• [Exercise goal]: Give the number of lines in the records below that include "owns". Reply with that number alone.

================================

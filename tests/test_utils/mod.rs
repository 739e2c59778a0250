//! Test utilities for database testing.
//!
//! In-memory SQLite databases with all migrations applied, plus fixture
//! helpers for tenants and plan-limited seats.

use anyhow::Result;
use chrono::Utc;
use migration::{Migrator, MigratorTrait};
use proposals::models::{api_key, team_member, tenant::Model as TenantModel};
use proposals::plans::PlanTier;
use proposals::repositories::TenantRepository;
use sea_orm::{Database, DatabaseConnection, EntityTrait, IntoActiveModel};
use std::sync::Arc;
use uuid::Uuid;

/// Sets up an in-memory SQLite database with all migrations applied.
pub async fn setup_test_db() -> Result<DatabaseConnection> {
    let db = Database::connect("sqlite::memory:").await?;
    Migrator::up(&db, None).await?;
    Ok(db)
}

#[allow(dead_code)]
pub async fn setup_test_db_arc() -> Result<Arc<DatabaseConnection>> {
    Ok(Arc::new(setup_test_db().await?))
}

/// Creates a tenant on `tier`, optionally bound to `subdomain`.
#[allow(dead_code)]
pub async fn create_test_tenant(
    db: &Arc<DatabaseConnection>,
    tier: PlanTier,
    subdomain: Option<&str>,
) -> Result<TenantModel> {
    let repo = TenantRepository::new(Arc::clone(db));
    let tenant = repo.create(Some("Test Tenant".to_string()), tier).await?;
    Ok(match subdomain {
        Some(label) => repo.bind_subdomain(tenant.id, label).await?,
        None => tenant,
    })
}

#[allow(dead_code)]
pub async fn insert_api_key(db: &DatabaseConnection, tenant_id: Uuid, name: &str) -> Result<()> {
    let model = api_key::Model {
        id: Uuid::new_v4(),
        tenant_id,
        name: name.to_string(),
        created_at: Utc::now().into(),
    };
    api_key::Entity::insert(model.into_active_model())
        .exec_without_returning(db)
        .await?;
    Ok(())
}

#[allow(dead_code)]
pub async fn insert_team_member(
    db: &DatabaseConnection,
    tenant_id: Uuid,
    email: &str,
) -> Result<()> {
    let model = team_member::Model {
        id: Uuid::new_v4(),
        tenant_id,
        email: email.to_string(),
        created_at: Utc::now().into(),
    };
    team_member::Entity::insert(model.into_active_model())
        .exec_without_returning(db)
        .await?;
    Ok(())
}
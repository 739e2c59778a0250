//! # Proposal Repository
//!
//! Proposals, their sponsorship tiers and tier benefits. Every operation is
//! scoped to the owning tenant.

use chrono::Utc;
use sea_orm::{
    ColumnTrait, DatabaseConnection, DbErr, EntityTrait, IntoActiveModel, PaginatorTrait,
    QueryFilter, QueryOrder,
};
use serde::Serialize;
use std::collections::HashMap;
use std::sync::Arc;
use utoipa::ToSchema;
use uuid::Uuid;

use super::RepositoryError;
use crate::models::proposal::{self, Entity as Proposal, Model as ProposalModel};
use crate::models::proposal_tier::{self, Entity as ProposalTier, Model as TierModel};
use crate::models::tier_benefit::{self, Entity as TierBenefit, Model as BenefitModel};

/// Proposal as rendered on a tenant's public page
#[derive(Debug, Clone, PartialEq, Eq, Serialize, ToSchema)]
pub struct PublicProposal {
    pub id: Uuid,
    pub title: String,
    #[serde(skip_serializing_if = "Option::is_none")]
    pub summary: Option<String>,
    pub tiers: Vec<PublicTier>,
}

#[derive(Debug, Clone, PartialEq, Eq, Serialize, ToSchema)]
pub struct PublicTier {
    pub id: Uuid,
    pub name: String,
    #[serde(skip_serializing_if = "Option::is_none")]
    pub price_cents: Option<i64>,
    pub benefits: Vec<String>,
}

/// Repository for proposal database operations
#[derive(Debug, Clone)]
pub struct ProposalRepository {
    db: Arc<DatabaseConnection>,
}

impl ProposalRepository {
    pub fn new(db: Arc<DatabaseConnection>) -> Self {
        Self { db }
    }

    pub async fn create(
        &self,
        tenant_id: Uuid,
        title: String,
        summary: Option<String>,
    ) -> Result<ProposalModel, DbErr> {
        let model = ProposalModel {
            id: Uuid::new_v4(),
            tenant_id,
            title,
            summary,
            created_at: Utc::now().into(),
        };

        Proposal::insert(model.clone().into_active_model())
            .exec_without_returning(&*self.db)
            .await?;

        Ok(model)
    }

    /// Delete a proposal; tiers and benefits go with it. Returns false when
    /// the tenant owns no such proposal.
    pub async fn delete(&self, tenant_id: Uuid, proposal_id: Uuid) -> Result<bool, DbErr> {
        let result = Proposal::delete_many()
            .filter(proposal::Column::Id.eq(proposal_id))
            .filter(proposal::Column::TenantId.eq(tenant_id))
            .exec(&*self.db)
            .await?;

        Ok(result.rows_affected > 0)
    }

    pub async fn list_for_tenant(&self, tenant_id: Uuid) -> Result<Vec<ProposalModel>, DbErr> {
        Proposal::find()
            .filter(proposal::Column::TenantId.eq(tenant_id))
            .order_by_asc(proposal::Column::CreatedAt)
            .all(&*self.db)
            .await
    }

    pub async fn count_for_tenant(&self, tenant_id: Uuid) -> Result<u64, DbErr> {
        Proposal::find()
            .filter(proposal::Column::TenantId.eq(tenant_id))
            .count(&*self.db)
            .await
    }

    async fn owned_proposal(
        &self,
        tenant_id: Uuid,
        proposal_id: Uuid,
    ) -> Result<ProposalModel, RepositoryError> {
        Proposal::find_by_id(proposal_id)
            .filter(proposal::Column::TenantId.eq(tenant_id))
            .one(&*self.db)
            .await?
            .ok_or(RepositoryError::NotFound("Proposal"))
    }

    /// Append a tier to a proposal. Without an explicit position the tier
    /// goes after the existing ones.
    pub async fn add_tier(
        &self,
        tenant_id: Uuid,
        proposal_id: Uuid,
        name: String,
        price_cents: Option<i64>,
        position: Option<i32>,
    ) -> Result<TierModel, RepositoryError> {
        let proposal = self.owned_proposal(tenant_id, proposal_id).await?;

        let position = match position {
            Some(position) => position,
            None => ProposalTier::find()
                .filter(proposal_tier::Column::ProposalId.eq(proposal.id))
                .count(&*self.db)
                .await? as i32,
        };

        let model = TierModel {
            id: Uuid::new_v4(),
            proposal_id: proposal.id,
            name,
            price_cents,
            position,
            created_at: Utc::now().into(),
        };

        ProposalTier::insert(model.clone().into_active_model())
            .exec_without_returning(&*self.db)
            .await?;

        Ok(model)
    }

    pub async fn add_benefit(
        &self,
        tenant_id: Uuid,
        tier_id: Uuid,
        description: String,
        position: Option<i32>,
    ) -> Result<BenefitModel, RepositoryError> {
        let tier = ProposalTier::find_by_id(tier_id)
            .one(&*self.db)
            .await?
            .ok_or(RepositoryError::NotFound("Tier"))?;
        // Tiers of another tenant's proposal are reported as missing.
        self.owned_proposal(tenant_id, tier.proposal_id)
            .await
            .map_err(|err| match err {
                RepositoryError::NotFound(_) => RepositoryError::NotFound("Tier"),
                other => other,
            })?;

        let position = match position {
            Some(position) => position,
            None => TierBenefit::find()
                .filter(tier_benefit::Column::TierId.eq(tier.id))
                .count(&*self.db)
                .await? as i32,
        };

        let model = BenefitModel {
            id: Uuid::new_v4(),
            tier_id: tier.id,
            description,
            position,
            created_at: Utc::now().into(),
        };

        TierBenefit::insert(model.clone().into_active_model())
            .exec_without_returning(&*self.db)
            .await?;

        Ok(model)
    }

    /// Load everything a tenant's public page shows, with tiers and benefits
    /// in `(position, created_at)` order.
    pub async fn load_public_page(&self, tenant_id: Uuid) -> Result<Vec<PublicProposal>, DbErr> {
        let proposals = self.list_for_tenant(tenant_id).await?;
        if proposals.is_empty() {
            return Ok(Vec::new());
        }

        let proposal_ids: Vec<Uuid> = proposals.iter().map(|p| p.id).collect();
        let tiers = ProposalTier::find()
            .filter(proposal_tier::Column::ProposalId.is_in(proposal_ids))
            .order_by_asc(proposal_tier::Column::Position)
            .order_by_asc(proposal_tier::Column::CreatedAt)
            .all(&*self.db)
            .await?;

        let tier_ids: Vec<Uuid> = tiers.iter().map(|t| t.id).collect();
        let benefits = if tier_ids.is_empty() {
            Vec::new()
        } else {
            TierBenefit::find()
                .filter(tier_benefit::Column::TierId.is_in(tier_ids))
                .order_by_asc(tier_benefit::Column::Position)
                .order_by_asc(tier_benefit::Column::CreatedAt)
                .all(&*self.db)
                .await?
        };

        let mut benefits_by_tier: HashMap<Uuid, Vec<String>> = HashMap::new();
        for benefit in benefits {
            benefits_by_tier
                .entry(benefit.tier_id)
                .or_default()
                .push(benefit.description);
        }

        let mut tiers_by_proposal: HashMap<Uuid, Vec<PublicTier>> = HashMap::new();
        for tier in tiers {
            let benefits = benefits_by_tier.remove(&tier.id).unwrap_or_default();
            tiers_by_proposal
                .entry(tier.proposal_id)
                .or_default()
                .push(PublicTier {
                    id: tier.id,
                    name: tier.name,
                    price_cents: tier.price_cents,
                    benefits,
                });
        }

        Ok(proposals
            .into_iter()
            .map(|proposal| PublicProposal {
                tiers: tiers_by_proposal.remove(&proposal.id).unwrap_or_default(),
                id: proposal.id,
                title: proposal.title,
                summary: proposal.summary,
            })
            .collect())
    }
}
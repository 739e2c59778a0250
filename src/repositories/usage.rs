//! # Usage Repository
//!
//! Current per-tenant usage of every plan-limited resource.

use async_trait::async_trait;
use sea_orm::{ColumnTrait, DatabaseConnection, DbErr, EntityTrait, PaginatorTrait, QueryFilter};
use std::sync::Arc;
use uuid::Uuid;

use crate::models::{api_key, proposal, team_member, tenant};
use crate::plans::ResourceKind;

/// Source of the current count for a plan-limited resource.
#[async_trait]
pub trait UsageSource: Send + Sync {
    async fn count(&self, tenant_id: Uuid, resource: ResourceKind) -> Result<u64, DbErr>;
}

/// Counts rows owned by the tenant.
#[derive(Debug, Clone)]
pub struct UsageRepository {
    db: Arc<DatabaseConnection>,
}

impl UsageRepository {
    pub fn new(db: Arc<DatabaseConnection>) -> Self {
        Self { db }
    }
}

#[async_trait]
impl UsageSource for UsageRepository {
    async fn count(&self, tenant_id: Uuid, resource: ResourceKind) -> Result<u64, DbErr> {
        let db = &*self.db;
        match resource {
            ResourceKind::Proposals => {
                proposal::Entity::find()
                    .filter(proposal::Column::TenantId.eq(tenant_id))
                    .count(db)
                    .await
            }
            ResourceKind::ApiKeys => {
                api_key::Entity::find()
                    .filter(api_key::Column::TenantId.eq(tenant_id))
                    .count(db)
                    .await
            }
            ResourceKind::TeamMembers => {
                team_member::Entity::find()
                    .filter(team_member::Column::TenantId.eq(tenant_id))
                    .count(db)
                    .await
            }
            // A tenant has at most one custom domain binding.
            ResourceKind::CustomDomains => {
                tenant::Entity::find_by_id(tenant_id)
                    .filter(tenant::Column::CustomDomain.is_not_null())
                    .count(db)
                    .await
            }
        }
    }
}
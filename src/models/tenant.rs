//! Tenant entity model
//!
//! A tenant owns proposals and a hosting identity. `subdomain` and
//! `custom_domain` are each unique across tenants and may coexist.

use sea_orm::ActiveModelBehavior;
use sea_orm::entity::prelude::*;
use sea_orm::prelude::DateTimeWithTimeZone;

use crate::domains::DomainStatus;
use crate::plans::PlanTier;

#[derive(Clone, Debug, PartialEq, Eq, DeriveEntityModel)]
#[sea_orm(table_name = "tenants")]
pub struct Model {
    /// Unique identifier for the tenant (primary key)
    #[sea_orm(primary_key, auto_increment = false)]
    pub id: Uuid,

    /// Display name for the tenant (optional)
    pub name: Option<String>,

    /// Subscription plan
    pub plan_tier: PlanTier,

    /// Subdomain label under the platform base domain
    #[sea_orm(unique)]
    pub subdomain: Option<String>,

    /// Tenant-owned hostname
    #[sea_orm(unique)]
    pub custom_domain: Option<String>,

    /// Verification state of `custom_domain`; `None` when no custom domain is bound
    pub domain_status: Option<DomainStatus>,

    /// Public page views
    pub view_count: i64,

    /// Timestamp when the tenant was created
    pub created_at: DateTimeWithTimeZone,
}

#[derive(Copy, Clone, Debug, EnumIter, DeriveRelation)]
pub enum Relation {
    #[sea_orm(has_many = "super::proposal::Entity")]
    Proposal,
}

impl Related<super::proposal::Entity> for Entity {
    fn to() -> RelationDef {
        Relation::Proposal.def()
    }
}

impl ActiveModelBehavior for ActiveModel {}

================================

• [Response area]: 2